Ms Fontaine's other ace-in-the-hole, as often of late, is the performance of her ex-main-squeeze, Fabrice Luchini, shown above and below, in the film's actual leading role. Luchini plays a local baker so smitten with Flaubert's masterpiece that he finds himself falling in love with Gemma, even as he himself becomes a kind of Bovary character --bored with his own provincial life and struggling to latch on something better.

One of the France's finest actors and always a joy to watch, I would say that Luchini outdoes himself here -- except that you could say that about every one of his performances, from Claire's Knee onwards to the more recent Paris, The Women on the Sixth Floor, In the House and Bicycling With Moliere. To name but a few.

As bubbly, fun and funny as the film consistently is, there of course remains that dark side (as there always is in a Fontaine film, as well as -- in spades -- the original Flaubert). We know from the beginning that Gemma is deceased. How and why, however, remain a mystery that is solved -- wonderfully, wackily, sadly, ironically -- only at the finale.

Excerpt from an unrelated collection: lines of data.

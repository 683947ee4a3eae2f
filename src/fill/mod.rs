//! The fill engine: decides what to draw on a template for one data row.

pub mod derived;
pub mod generator;
pub mod geometry;
pub mod models;
pub mod render;
pub mod resolver;
pub mod sanitize;

pub use derived::{DerivedConditions, FieldRole, GenderCategory};
pub use generator::{GenerateError, GenerationReport, Generator, RowFailure};
pub use geometry::Rect;
pub use models::{Field, FieldType, GridDirection, Mapping, RawRow, Row};
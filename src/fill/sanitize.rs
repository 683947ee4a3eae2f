//! Row sanitization applied once per batch, before any document is generated.

use std::collections::HashSet;

use super::models::{RawRow, Row};

/// Trim every cell; missing cells become empty strings.
pub fn normalize_row(row: &[Option<String>]) -> Row {
    row.iter()
        .map(|cell| cell.as_deref().map(str::trim).unwrap_or_default().to_string())
        .collect()
}

pub fn is_blank(row: &[String]) -> bool {
    row.iter().all(String::is_empty)
}

/// Normalize rows, drop blank ones, then drop exact duplicates of an earlier
/// surviving row. First occurrences keep their relative order.
///
/// Equality is exact after trimming: rows differing only in case or inner
/// whitespace are kept apart.
pub fn sanitize_rows(rows: &[RawRow]) -> Vec<Row> {
    let mut seen: HashSet<Row> = HashSet::new();
    let mut kept = Vec::with_capacity(rows.len());

    for row in rows {
        let normalized = normalize_row(row);
        if is_blank(&normalized) {
            continue;
        }
        if seen.insert(normalized.clone()) {
            kept.push(normalized);
        }
    }

    if kept.len() != rows.len() {
        log::info!(
            "Filtered rows: original={}, afterFilter={}",
            rows.len(),
            kept.len()
        );
    }

    kept
}
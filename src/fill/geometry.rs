//! Conversions between authoring space and rendering space.
//!
//! Authoring space is what the field editor records: origin at the top-left of
//! the page, y growing downward. Rendering space is PDF user space: origin at
//! the bottom-left, y growing upward. Both use PDF points.

use serde::{Deserialize, Serialize};

/// Axis-aligned rectangle. Which space it lives in depends on the caller.
#[derive(Debug, Clone, Copy, PartialEq, Serialize, Deserialize)]
pub struct Rect {
    pub x: f32,
    pub y: f32,
    pub width: f32,
    pub height: f32,
}

impl Rect {
    pub fn new(x: f32, y: f32, width: f32, height: f32) -> Self {
        Self {
            x,
            y,
            width,
            height,
        }
    }

    /// Width and height must both be strictly positive.
    pub fn is_valid(&self) -> bool {
        self.width > 0.0 && self.height > 0.0
    }

    /// Re-express an authoring-space rectangle in rendering space.
    pub fn to_render_space(&self, page_height: f32) -> Rect {
        let (x, y) = to_render_space(page_height, self.x, self.y, self.height);
        Rect::new(x, y, self.width, self.height)
    }

    /// Re-express a rendering-space rectangle in authoring space.
    pub fn to_authoring_space(&self, page_height: f32) -> Rect {
        let (x, y) = to_authoring_space(page_height, self.x, self.y, self.height);
        Rect::new(x, y, self.width, self.height)
    }

    /// Inclusive containment test, widened by `tolerance` on every side.
    pub fn contains(&self, px: f32, py: f32, tolerance: f32) -> bool {
        px >= self.x - tolerance
            && px <= self.x + self.width + tolerance
            && py >= self.y - tolerance
            && py <= self.y + self.height + tolerance
    }
}

/// `(x, y_top)` of a box in authoring space to `(x, y_bottom)` in rendering space.
pub fn to_render_space(page_height: f32, x: f32, y_top: f32, height: f32) -> (f32, f32) {
    (x, page_height - y_top - height)
}

/// Inverse of [`to_render_space`]. The formula is its own inverse.
pub fn to_authoring_space(page_height: f32, x: f32, y_bottom: f32, height: f32) -> (f32, f32) {
    (x, page_height - y_bottom - height)
}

Meantime, we get a supporting cast made up of some terrific performers, chosen and directed with superb flair and finesse. Look for Elsa Zylberstein, Pip Torrens, Isabelle Candelier, Niels Schneider (above, left), Edith Scob and Mel Raido, each of whom does a fine job of bringing to life, often with very little screen time, the character in question.

Lots of ideas scatter and fly from the screen as the movie unfurls, chief amongst them, perhaps, is that of woman as sacrificial lamb to male desire. But don't let me turn you off with too much weighty theme, for that is but an added inducement in a film that has everything: romance, sex, intelligence, charm, humor and sublime deftness. Ms Fontaine maintains a tone here -- light, satiric, tricky and consistently surprising -- that could hardly be bettered.

Gemma Bovery, from Music Box Films and running a sleek 99 minutes, open this Friday, May 29. In New York City, you'll find it at the Lincoln Plaza Cinema and Landmark's Sunshine Cinema. In Los Angeles, look for it at The Landmark in West L.A, as well as at Laemmle's Playhouse 7 and Town Center 5.  Soon it will be playing all around the country. Click here and scroll down to see currently scheduled playdates, with cities and  theaters.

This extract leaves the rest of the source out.